Her aides have also urged Rousseff to reach out to people in unscripted settings, akin to the low-key meetings she has had with protesters.
“She listens more than she talks,” said an official who spoke on the condition of anonymity because he is not authorized to speak for the government. “She is there to take notes.”
In her standard stump speech, Rousseff talks of how natural it is for people to call for “more democracy” in an already vibrant democracy. She also highlights what she calls “extraordinary” accomplishments under the rule of the Workers’ Party, such as popular anti-poverty programs, while asserting that she, too, is supportive of demonstrators’ demands for a better-functioning government.
Her efforts have fallen short with many protesters.
“She truly believes that people who are complaining are complaining on a full belly,” said Gustavo Capela, 27, a lawyer.
Even her allies talk of her failure to connect with ordinary people the way Lula and his immediate predecessor, Fernando Henrique Cardoso, could.
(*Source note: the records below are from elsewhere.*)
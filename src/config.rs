//! Runtime configuration.
//!
//! Everything is read from environment variables with defaults under the
//! user's data directory.

use std::env;
use std::path::PathBuf;

use anyhow::Result;

pub const DATA_DIR_VAR: &str = "IDEASPARK_DATA_DIR";
pub const EXPORT_DIR_VAR: &str = "IDEASPARK_EXPORT_DIR";
pub const LOG_LEVEL_VAR: &str = "IDEASPARK_LOG_LEVEL";

#[derive(Debug, Clone, PartialEq)]
pub struct Config {
    /// Directory holding the saved collections
    pub data_dir: PathBuf,
    /// Where exports are written
    pub export_dir: PathBuf,
    /// Log filter (trace, debug, info, warn, error)
    pub log_level: String,
}

impl Config {
    pub fn from_env() -> Result<Self> {
        Self::from_lookup(|key| env::var(key).ok())
    }

    /// Builds the config from an arbitrary variable source.
    pub fn from_lookup<F>(lookup: F) -> Result<Self>
    where
        F: Fn(&str) -> Option<String>,
    {
        let data_dir = match lookup(DATA_DIR_VAR).filter(|v| !v.trim().is_empty()) {
            Some(dir) => PathBuf::from(dir),
            None => dirs::data_dir()
                .map(|d| d.join("ideaspark"))
                .ok_or_else(|| anyhow::anyhow!("Could not determine data directory"))?,
        };

        let export_dir = lookup(EXPORT_DIR_VAR)
            .filter(|v| !v.trim().is_empty())
            .map(PathBuf::from)
            .or_else(dirs::download_dir)
            .unwrap_or_else(|| data_dir.join("exports"));

        let log_level = lookup(LOG_LEVEL_VAR)
            .filter(|v| !v.trim().is_empty())
            .unwrap_or_else(|| "info".to_string());

        Ok(Self {
            data_dir,
            export_dir,
            log_level,
        })
    }

    pub fn log_file(&self) -> PathBuf {
        self.data_dir.join("ideaspark.log")
    }
}
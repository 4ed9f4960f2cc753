//! Read models for the pages: filtering, tab partitions, badge counts.

use ratatui::style::Color;

use crate::model::{Idea, Label};

/// Search box plus category dropdown on the ideas page.
#[derive(Debug, Clone, Default, PartialEq, Eq)]
pub struct IdeaQuery {
    pub search: String,
    pub category: Option<String>,
}

impl IdeaQuery {
    pub fn matches(&self, idea: &Idea) -> bool {
        let needle = self.search.trim().to_lowercase();
        let matches_search = needle.is_empty()
            || idea.title.to_lowercase().contains(&needle)
            || idea.description.to_lowercase().contains(&needle);

        let matches_category = match &self.category {
            None => true,
            Some(category) => idea.category.as_ref() == Some(category),
        };

        matches_search && matches_category
    }

    pub fn apply<'a>(&self, ideas: &'a [Idea]) -> Vec<&'a Idea> {
        ideas.iter().filter(|i| self.matches(i)).collect()
    }

    pub fn is_active(&self) -> bool {
        !self.search.trim().is_empty() || self.category.is_some()
    }
}

#[derive(Debug, Clone, Copy, PartialEq, Eq, Default)]
pub enum LabelTab {
    #[default]
    All,
    Best,
    Worst,
    Shared,
    Unlabeled,
}

impl LabelTab {
    pub const ALL: [LabelTab; 5] = [
        LabelTab::All,
        LabelTab::Best,
        LabelTab::Worst,
        LabelTab::Shared,
        LabelTab::Unlabeled,
    ];

    pub fn title(&self) -> &'static str {
        match self {
            LabelTab::All => "All",
            LabelTab::Best => "Best",
            LabelTab::Worst => "Worst",
            LabelTab::Shared => "Shared",
            LabelTab::Unlabeled => "Unlabeled",
        }
    }

    pub fn color(&self) -> Color {
        match self {
            LabelTab::All => Color::Cyan,
            LabelTab::Best => Label::Best.color(),
            LabelTab::Worst => Label::Worst.color(),
            LabelTab::Shared => Color::Blue,
            LabelTab::Unlabeled => Color::Gray,
        }
    }

    pub fn matches(&self, idea: &Idea) -> bool {
        match self {
            LabelTab::All => true,
            LabelTab::Best => idea.label == Some(Label::Best),
            LabelTab::Worst => idea.label == Some(Label::Worst),
            LabelTab::Shared => idea.shared,
            LabelTab::Unlabeled => idea.label.is_none(),
        }
    }

    /// Narrows an already filtered list down to this tab.
    pub fn select<'a>(&self, ideas: &[&'a Idea]) -> Vec<&'a Idea> {
        ideas.iter().copied().filter(|i| self.matches(i)).collect()
    }

    pub fn next(self) -> LabelTab {
        let idx = Self::ALL.iter().position(|t| *t == self).unwrap_or(0);
        Self::ALL[(idx + 1) % Self::ALL.len()]
    }

    pub fn prev(self) -> LabelTab {
        let idx = Self::ALL.iter().position(|t| *t == self).unwrap_or(0);
        Self::ALL[(idx + Self::ALL.len() - 1) % Self::ALL.len()]
    }
}

/// Badge count for every tab over the filtered list.
pub fn tab_counts(filtered: &[&Idea]) -> Vec<(LabelTab, usize)> {
    LabelTab::ALL
        .iter()
        .map(|tab| (*tab, filtered.iter().filter(|i| tab.matches(i)).count()))
        .collect()
}

/// Options for the category dropdown: the categories ideas actually use, in
/// first-seen order.
pub fn filter_categories(ideas: &[Idea]) -> Vec<String> {
    let mut seen: Vec<String> = Vec::new();
    for category in ideas.iter().filter_map(|i| i.category.as_ref()) {
        if !category.is_empty() && !seen.contains(category) {
            seen.push(category.clone());
        }
    }
    seen
}

/// Steps the dropdown: All -> first category -> ... -> last -> All.
pub fn cycle_category(current: Option<&str>, options: &[String]) -> Option<String> {
    match current {
        None => options.first().cloned(),
        Some(cur) => match options.iter().position(|c| c == cur) {
            Some(idx) => options.get(idx + 1).cloned(),
            None => options.first().cloned(),
        },
    }
}

pub fn idea_count_label(count: usize) -> String {
    format!("{} {}", count, if count == 1 { "idea" } else { "ideas" })
}

#[cfg(test)]
mod tests {
    use super::*;
    use crate::model::IdeaDraft;
    use chrono::Utc;

    fn idea(title: &str, description: &str, category: Option<&str>) -> Idea {
        Idea::new(
            IdeaDraft {
                title: title.to_string(),
                description: description.to_string(),
                category: category.map(str::to_string),
                template_id: None,
            },
            Utc::now(),
        )
    }

    fn fixture() -> Vec<Idea> {
        let mut best = idea("Rooftop Garden", "grow tomatoes", Some("Health"));
        best.label = Some(Label::Best);
        let mut worst = idea("Ice hotel", "in the desert", Some("Business"));
        worst.label = Some(Label::Worst);
        let mut shared = idea("Podcast", "weekly GARDEN tips", None);
        shared.shared = true;
        vec![best, worst, shared]
    }

    #[test]
    fn search_is_case_insensitive_on_title_or_description() {
        let ideas = fixture();
        let query = IdeaQuery {
            search: "garden".to_string(),
            category: None,
        };
        let titles: Vec<&str> = query.apply(&ideas).iter().map(|i| i.title.as_str()).collect();
        assert_eq!(titles, vec!["Rooftop Garden", "Podcast"]);
    }

    #[test]
    fn category_is_exact_match() {
        let ideas = fixture();
        let query = IdeaQuery {
            search: String::new(),
            category: Some("Health".to_string()),
        };
        assert_eq!(query.apply(&ideas).len(), 1);

        let query = IdeaQuery {
            search: String::new(),
            category: Some("health".to_string()),
        };
        assert!(query.apply(&ideas).is_empty());
        assert!(query.is_active());
        assert!(!IdeaQuery::default().is_active());
    }

    #[test]
    fn tabs_partition_the_filtered_list() {
        let ideas = fixture();
        let filtered = IdeaQuery::default().apply(&ideas);

        let counts = tab_counts(&filtered);
        assert_eq!(
            counts,
            vec![
                (LabelTab::All, 3),
                (LabelTab::Best, 1),
                (LabelTab::Worst, 1),
                (LabelTab::Shared, 1),
                (LabelTab::Unlabeled, 1),
            ]
        );

        let narrowed = IdeaQuery {
            search: "garden".to_string(),
            category: None,
        }
        .apply(&ideas);
        let best = LabelTab::Best.select(&narrowed);
        assert_eq!(best.len(), 1);
        assert_eq!(best[0].title, "Rooftop Garden");
    }

    #[test]
    fn tab_cycling_wraps() {
        assert_eq!(LabelTab::All.next(), LabelTab::Best);
        assert_eq!(LabelTab::Unlabeled.next(), LabelTab::All);
        assert_eq!(LabelTab::All.prev(), LabelTab::Unlabeled);
    }

    #[test]
    fn category_dropdown() {
        let ideas = fixture();
        let options = filter_categories(&ideas);
        assert_eq!(options, vec!["Health".to_string(), "Business".to_string()]);

        let first = cycle_category(None, &options);
        assert_eq!(first.as_deref(), Some("Health"));
        let second = cycle_category(first.as_deref(), &options);
        assert_eq!(second.as_deref(), Some("Business"));
        assert_eq!(cycle_category(second.as_deref(), &options), None);
        assert_eq!(cycle_category(Some("Gone"), &options).as_deref(), Some("Health"));
    }

    #[test]
    fn pluralized_counts() {
        assert_eq!(idea_count_label(1), "1 idea");
        assert_eq!(idea_count_label(0), "0 ideas");
    }
}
“With Lula and Fernando Henrique, there was understanding, and people ceded to them,” said Pedro Simon, a senator from the ruling party’s biggest coalition partner. “But Dilma just doesn’t have what it takes.”
Still, not all the news is grim. Unemployment remains low, and her own commitment to clean government is unquestioned.
The president has also emphasized that she is patiently working to resolve Brazil’s problems, as she pointed out to the newspaper Folha when asked whether she would be out protesting if she were not president.
“I went to a bunch of marches,” she said, recalling her youth. “After that, you see the world in a different way. You know that protests are very important. But each one of us contributes in the best way he or she can.”